Doctoral thesis
English

Reading Gestures: exemplarity and corporeity in four Middle English texts

ContributorsIvanova, Petya
Defense date2013-11-29
Abstract

This thesis applies the tools of kinesic analysis of gesture and its cultural encoding in works from the medieval and early modern English and French literary and iconographic tradition. It proposes a twofold approach to gesture as both non-verbal and linguistic phenomenon, appearing in the discursive structuring of embodiment.

The rhetorical figure and philosophical concept of the example (or paradigm) is employed as analytical tool focusing the aspects of gesture, narrative and visual images activating the cognitive potential of fiction.

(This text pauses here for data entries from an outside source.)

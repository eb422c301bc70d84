//! Command-line interface definitions for photodupe.
//!
//! Global options (verbosity, color, error format, config file) apply to
//! every subcommand.
//!
//! # Example
//!
//! ```bash
//! # Preview what would be removed
//! photodupe dedup ~/Pictures --dry-run
//!
//! # Move duplicates aside and keep a log for recovery
//! photodupe dedup ~/Pictures --move-to ~/dupes --log ops.csv
//!
//! # Build a recovery script from that log
//! photodupe recovery-script ops.csv --output restore.sh
//! ```

use clap::{Args, Parser, Subcommand, ValueEnum};
use std::path::PathBuf;

use crate::output::ScriptType;

/// Photo library deduplication.
///
/// photodupe finds byte-identical files, visually similar images and
/// matching videos, keeps the largest copy of each and deletes, trashes or
/// moves the rest.
#[derive(Debug, Parser)]
#[command(name = "photodupe")]
#[command(author, version, about, long_about = None)]
#[command(propagate_version = true)]
pub struct Cli {
    /// Increase verbosity level (-v for debug, -vv for trace)
    #[arg(short, long, action = clap::ArgAction::Count, global = true)]
    pub verbose: u8,

    /// Suppress all output except errors
    #[arg(short, long, global = true, conflicts_with = "verbose")]
    pub quiet: bool,

    /// Disable colored output
    #[arg(long, global = true, env = "NO_COLOR")]
    pub no_color: bool,

    /// Report errors as JSON on stderr
    #[arg(long, global = true)]
    pub json_errors: bool,

    /// Configuration file (default: platform config directory)
    #[arg(long, global = true, value_name = "PATH")]
    pub config: Option<PathBuf>,

    /// Subcommand to execute
    #[command(subcommand)]
    pub command: Commands,
}

/// Available subcommands.
#[derive(Debug, Subcommand)]
pub enum Commands {
    /// Find duplicates in a directory and resolve them
    Dedup(DedupArgs),
    /// Generate a script that reverses the moves in an operation log
    RecoveryScript(RecoveryScriptArgs),
}

/// Arguments for the dedup subcommand.
#[derive(Debug, Args)]
pub struct DedupArgs {
    /// Directory to deduplicate
    #[arg(value_name = "PATH")]
    pub path: PathBuf,

    /// Similarity sensitivity between 0 and 1 (1 means identical)
    #[arg(short, long, value_name = "S", value_parser = parse_sensitivity)]
    pub sensitivity: Option<f64>,

    /// Report what would be done without touching any file
    #[arg(short = 'n', long)]
    pub dry_run: bool,

    /// Number of worker threads (default: one per CPU core)
    #[arg(long, value_name = "N")]
    pub threads: Option<usize>,

    /// Permanently delete duplicates
    #[arg(long, conflicts_with_all = ["trash", "move_to"])]
    pub delete: bool,

    /// Move duplicates to the system trash
    #[arg(long, conflicts_with = "move_to")]
    pub trash: bool,

    /// Move duplicates into this folder
    #[arg(long, value_name = "DIR")]
    pub move_to: Option<PathBuf>,

    /// Number of later videos compared against each video
    #[arg(long, value_name = "N")]
    pub video_compare_limit: Option<usize>,

    /// Append every action to this CSV operation log
    #[arg(long = "log", value_name = "CSV")]
    pub log: Option<PathBuf>,

    /// Write a recovery script for this run's actions
    #[arg(long, value_name = "PATH")]
    pub recovery_script: Option<PathBuf>,

    /// Output format
    #[arg(short, long, value_enum, default_value = "text")]
    pub output: OutputFormat,

    /// Skip hidden files and directories (starting with .)
    #[arg(long)]
    pub skip_hidden: bool,

    /// Follow symbolic links during scan
    ///
    /// Warning: May cause infinite loops if symlinks form cycles.
    #[arg(long)]
    pub follow_symlinks: bool,
}

/// Arguments for the recovery-script subcommand.
#[derive(Debug, Args)]
pub struct RecoveryScriptArgs {
    /// Operation log written by `dedup --log`
    #[arg(value_name = "LOG")]
    pub log: PathBuf,

    /// Write the script here instead of stdout
    #[arg(short, long, value_name = "PATH")]
    pub output: Option<PathBuf>,

    /// Script dialect (default: detected from the platform)
    #[arg(long, value_enum)]
    pub shell: Option<ShellArg>,
}

/// Output format for dedup results.
#[derive(Debug, Clone, Copy, PartialEq, Eq, ValueEnum)]
pub enum OutputFormat {
    /// Human-readable summary
    Text,
    /// JSON for scripting
    Json,
}

impl std::fmt::Display for OutputFormat {
    fn fmt(&self, f: &mut std::fmt::Formatter<'_>) -> std::fmt::Result {
        match self {
            OutputFormat::Text => write!(f, "text"),
            OutputFormat::Json => write!(f, "json"),
        }
    }
}

/// Recovery script dialect.
#[derive(Debug, Clone, Copy, PartialEq, Eq, ValueEnum)]
pub enum ShellArg {
    /// POSIX sh
    Posix,
    /// Windows PowerShell
    Powershell,
}

impl From<ShellArg> for ScriptType {
    fn from(shell: ShellArg) -> Self {
        match shell {
            ShellArg::Posix => ScriptType::Posix,
            ShellArg::Powershell => ScriptType::PowerShell,
        }
    }
}

/// Parse a sensitivity value in `[0, 1]`.
///
/// # Examples
///
/// ```
/// use photodupe::cli::parse_sensitivity;
///
/// assert_eq!(parse_sensitivity("0.95").unwrap(), 0.95);
/// assert!(parse_sensitivity("1.5").is_err());
/// ```
///
/// # Errors
///
/// Returns an error if the value is not a number or lies outside `[0, 1]`.
pub fn parse_sensitivity(s: &str) -> Result<f64, String> {
    let value: f64 = s
        .trim()
        .parse()
        .map_err(|_| format!("Invalid number: '{s}'"))?;
    if !(0.0..=1.0).contains(&value) {
        return Err(format!("Sensitivity must be between 0 and 1, got {value}"));
    }
    Ok(value)
}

The corpus includes Sir Thomas Malory’s Le Morte d’Arthur from a comparatist perspective with its French sources, Chaucer’s Canterbury Tales read in the light of predominant medieval paradigms of embodiment, his contemporary John Gower’s Anglo-Norman and English narrative poems from the viewpoints of the literary convention of fin amor and the phenomenology of fiction and the creative imagination, highlighting intertextual resonances with Shakespeare’s play Pericles.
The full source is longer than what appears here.